MORRIS – Retirement for 69-year-old Darrell Dolmage will not be spent on the golf course or on the shores of some tropical island, but in a college classroom, where he will work to add “veterinary technician” to his already-extensive resume.
“I’ve always enjoyed working with animals and now I have an opportunity to pursue that passion,” he said.
The former Morris resident and 17-year United Way of Grundy County board member is in no short supply of passion.
Ask anyone who has worked with Dolmage through the years and they will talk about his dedication and enthusiasm.
“You could feel his passion,” said Karen Nall, executive director of the local United Way. “Just through his words and the way he spoke, you could feel how moved he was by the differences being made in the community.”
Last month, Dolmage retired from serving on the United Way board after 17 years, making him the second-longest serving board member in the local organization’s history, Nall said. The longest-serving board member is Lon Lovellette, who began in 1995.
His roots with the United Way stretch back to the early 1980s, when he volunteered with the organization for the first time while living in Clinton, Iowa.
He moved to Morris 30 years ago when he began work as an environmental engineer for LyondellBasell.
“Grundy County is [a] community of givers,” Dolmage said. “It’s nice to be a part of a place like Grundy County.”

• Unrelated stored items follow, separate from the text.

// mod.rs - Summary table, trimmed FASTA and run report writers

use std::collections::BTreeMap;
use std::fmt;
use std::fs::{create_dir_all, File};
use std::io::{BufWriter, Write};
use std::path::{Path, PathBuf};
use std::str::FromStr;

use bio::io::fasta;
use chrono::{DateTime, Utc};
use serde::{Deserialize, Serialize};

use crate::core::aggregate::GroupPairSummary;
use crate::core::executor::ExecutionStats;
use crate::data::GroupIndex;
use crate::error::DndsError;

pub const SUMMARY_COLUMNS: [&str; 12] = [
    "Group_A",
    "Group_B",
    "Continent_A",
    "Continent_B",
    "mean_Ka",
    "mean_Ks",
    "Ka/Ks",
    "pairs",
    "failed",
    "gene",
    "start",
    "stop",
];

/// Written for an undefined ratio or an absent coordinate.
pub const MISSING: &str = "NA";

#[derive(Debug, Clone, Copy, PartialEq, Eq, Default, Serialize, Deserialize)]
pub enum OutputFormat {
    #[default]
    Csv,
    Tsv,
}

impl OutputFormat {
    pub fn delimiter(&self) -> u8 {
        match self {
            OutputFormat::Csv => b',',
            OutputFormat::Tsv => b'\t',
        }
    }
}

impl FromStr for OutputFormat {
    type Err = String;

    fn from_str(s: &str) -> Result<Self, Self::Err> {
        match s.to_ascii_lowercase().as_str() {
            "csv" => Ok(OutputFormat::Csv),
            "tsv" => Ok(OutputFormat::Tsv),
            _ => Err(format!("Invalid format: {}. Use: csv, tsv", s)),
        }
    }
}

impl fmt::Display for OutputFormat {
    fn fmt(&self, f: &mut fmt::Formatter<'_>) -> fmt::Result {
        match self {
            OutputFormat::Csv => write!(f, "csv"),
            OutputFormat::Tsv => write!(f, "tsv"),
        }
    }
}

/// Gene label and trim coordinates repeated on every summary row
#[derive(Debug, Clone, Default, PartialEq, Eq, Serialize)]
pub struct RegionLabel {
    pub gene: Option<String>,
    pub start: Option<usize>,
    pub stop: Option<usize>,
}

/// Ensure parent directory exists before creating file
fn ensure_parent_dir(path: &Path) -> Result<(), DndsError> {
    if let Some(parent) = path.parent() {
        if !parent.as_os_str().is_empty() {
            create_dir_all(parent).map_err(|source| DndsError::Output {
                path: parent.to_path_buf(),
                source,
            })?;
        }
    }
    Ok(())
}

fn create_output(path: &Path) -> Result<BufWriter<File>, DndsError> {
    ensure_parent_dir(path)?;
    let file = File::create(path).map_err(|source| DndsError::Output {
        path: path.to_path_buf(),
        source,
    })?;
    Ok(BufWriter::new(file))
}

fn summary_row(summary: &GroupPairSummary, region: &RegionLabel) -> Vec<String> {
    let optional = |v: Option<usize>| v.map_or_else(|| MISSING.to_string(), |n| n.to_string());
    vec![
        summary.group_a.clone(),
        summary.group_b.clone(),
        summary.continent_a.clone(),
        summary.continent_b.clone(),
        summary.mean_dn.to_string(),
        summary.mean_ds.to_string(),
        summary
            .ratio
            .map_or_else(|| MISSING.to_string(), |r| r.to_string()),
        summary.pairs.to_string(),
        summary.failed.to_string(),
        region.gene.clone().unwrap_or_else(|| MISSING.to_string()),
        optional(region.start),
        optional(region.stop),
    ]
}

/// Write the per-group-pair summary table. With `mirror_rows` every
/// between-group row is followed by its swapped (B, A) copy.
pub fn write_summary(
    path: &Path,
    summaries: &[GroupPairSummary],
    region: &RegionLabel,
    format: OutputFormat,
    mirror_rows: bool,
) -> Result<usize, DndsError> {
    let writer = create_output(path)?;
    let mut csv_writer = csv::WriterBuilder::new()
        .delimiter(format.delimiter())
        .from_writer(writer);

    csv_writer.write_record(SUMMARY_COLUMNS)?;
    let mut rows = 0usize;
    for summary in summaries {
        csv_writer.write_record(summary_row(summary, region))?;
        rows += 1;
        if mirror_rows && !summary.is_within() {
            csv_writer.write_record(summary_row(&summary.mirrored(), region))?;
            rows += 1;
        }
    }
    csv_writer.flush().map_err(|source| DndsError::Output {
        path: path.to_path_buf(),
        source,
    })?;
    Ok(rows)
}

/// `<dir>/<output stem>_trimmed.fasta` next to the summary table.
pub fn trimmed_fasta_path(output: &Path) -> PathBuf {
    let stem = output
        .file_stem()
        .map(|s| s.to_string_lossy().into_owned())
        .unwrap_or_else(|| "dnds_output".to_string());
    output.with_file_name(format!("{}_trimmed.fasta", stem))
}

/// Write every grouped record as `>{id}_{group label}` with its trimmed
/// sequence.
pub fn write_trimmed_fasta(path: &Path, index: &GroupIndex) -> Result<usize, DndsError> {
    let to_output_err = |source: std::io::Error| DndsError::Output {
        path: path.to_path_buf(),
        source,
    };
    let mut writer = fasta::Writer::new(create_output(path)?);
    for (idx, record) in index.records().iter().enumerate() {
        let label = index.group_at(index.group_of(idx)).label();
        let id = format!("{}_{}", record.id, label);
        writer
            .write(&id, None, &record.sequence)
            .map_err(to_output_err)?;
    }
    writer.flush().map_err(to_output_err)?;
    Ok(index.len())
}

#[derive(Debug, Clone, Serialize)]
pub struct GroupReport {
    pub name: String,
    pub country: String,
    pub continent: String,
    pub size: usize,
}

#[derive(Debug, Clone, Default, Serialize)]
pub struct LoadReport {
    pub records_read: usize,
    pub records_used: usize,
    pub out_of_range: usize,
    pub too_short: usize,
    pub country_counts: BTreeMap<String, usize>,
}

/// Machine-readable account of one run
#[derive(Debug, Clone, Serialize)]
pub struct RunReport {
    pub tool: String,
    pub version: String,
    pub generated: DateTime<Utc>,
    pub command_line: String,
    pub input: PathBuf,
    pub output: PathBuf,
    pub region: RegionLabel,
    pub grouping: String,
    pub scope: String,
    pub estimator: String,
    pub load: LoadReport,
    pub groups: Vec<GroupReport>,
    pub execution: ExecutionStats,
    pub summaries: Vec<GroupPairSummary>,
}

impl RunReport {
    pub fn group_reports(index: &GroupIndex) -> Vec<GroupReport> {
        index
            .groups()
            .iter()
            .map(|g| GroupReport {
                name: g.name.clone(),
                country: g.country.clone(),
                continent: g.continent.clone(),
                size: g.len(),
            })
            .collect()
    }
}

pub fn write_report_json(path: &Path, report: &RunReport) -> Result<(), DndsError> {
    let mut writer = create_output(path)?;
    serde_json::to_writer_pretty(&mut writer, report)?;
    writeln!(writer)
        .and_then(|_| writer.flush())
        .map_err(|source| DndsError::Output {
            path: path.to_path_buf(),
            source,
        })?;
    Ok(())
}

During his time with United Way, Dolmage served as president for two years and acted as the liaison for Easter Seals and the Will-Grundy Center for Independent Living – two organizations “dear to his heart.”
Incorporating LyondellBasell into the community was a priority for Dolmage. In 1997, he began a volunteering project where workers from the Morris plant would “beautify” the location and offices of one local organization a year.
He also made time for local groups to present at company meetings to keep them acquainted with local charities.
“Whenever I went there I felt so welcomed,” said Deb Condotti, executive director for Easter Seals. “It was so obvious the respect that people had for Darrell. He was a very brilliant man and very dedicated to his job.”
He joined the United Way originally after being asked by an existing board member in 1997.
Dolmage said he watched the organization switch from paper filing to digital databases and watched the operating budget nearly quadruple in size during his time on the board.
“When I was president, we only had about 12 or 13 board members,” he said. “I’ve seen it grow so much over the years.”
Some of his fondest memories were the food drives held for We Care of Grundy County, he said.
Dolmage recently moved to DeSoto, Mo., to pursue his career as a veterinary technician, but said he will be back to visit Grundy County often.
As for the United Way, Dolmage said he is not finished with them just yet and is planning on becoming involved in a local chapter near his new home.
“If I know myself, I probably won’t stay away for very long,” he said.
Condotti said she wishes Dolmage a happy retirement, but is sad to lose him.
“My gosh, you can;t blame him for wanting to move on in life,” she said. “But we will all certainly miss him.”